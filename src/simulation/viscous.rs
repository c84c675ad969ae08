//! Viscous diffusion operators
//!
//! Called once per Euler step (`stage = None`) and once per RK3 stage with
//! that stage's coefficients

use super::error::BoxError;
use super::integrator::StageCoefficients;
use super::states::ParticleField;

pub trait ViscousDiffusion: Send + Sync {
    fn apply(
        &self,
        field: &mut ParticleField,
        dt: f64,
        stage: Option<StageCoefficients>,
    ) -> Result<(), BoxError>;
}

/// No diffusion
#[derive(Debug, Clone, Copy, Default)]
pub struct Inviscid;

impl ViscousDiffusion for Inviscid {
    fn apply(
        &self,
        _field: &mut ParticleField,
        _dt: f64,
        _stage: Option<StageCoefficients>,
    ) -> Result<(), BoxError> {
        Ok(())
    }
}

/// Core spreading: every core grows as d(σ²)/dt = 2ν
///
/// Across RK3 stages the increment goes through each particle's
/// `diffusion_carry` register, so the three stages add exactly `2ν dt` to σ²
#[derive(Debug, Clone, Copy)]
pub struct CoreSpreading {
    pub nu: f64, // kinematic viscosity
}

impl CoreSpreading {
    pub fn new(nu: f64) -> Self {
        Self { nu }
    }
}

impl ViscousDiffusion for CoreSpreading {
    fn apply(
        &self,
        field: &mut ParticleField,
        dt: f64,
        stage: Option<StageCoefficients>,
    ) -> Result<(), BoxError> {
        let rate = 2.0 * self.nu;

        for p in field.particles.iter_mut() {
            let increment = match stage {
                None => rate * dt,
                Some(StageCoefficients { a, b }) => {
                    p.diffusion_carry = a * p.diffusion_carry + dt * rate;
                    b * p.diffusion_carry
                }
            };
            p.sigma = (p.sigma * p.sigma + increment).sqrt();
        }
        Ok(())
    }
}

ASSIGNED TASK
What belongs in the answer is each line of the data that has the word "struct".

TASK OUTPUT
pub struct Inviscid;
pub struct CoreSpreading {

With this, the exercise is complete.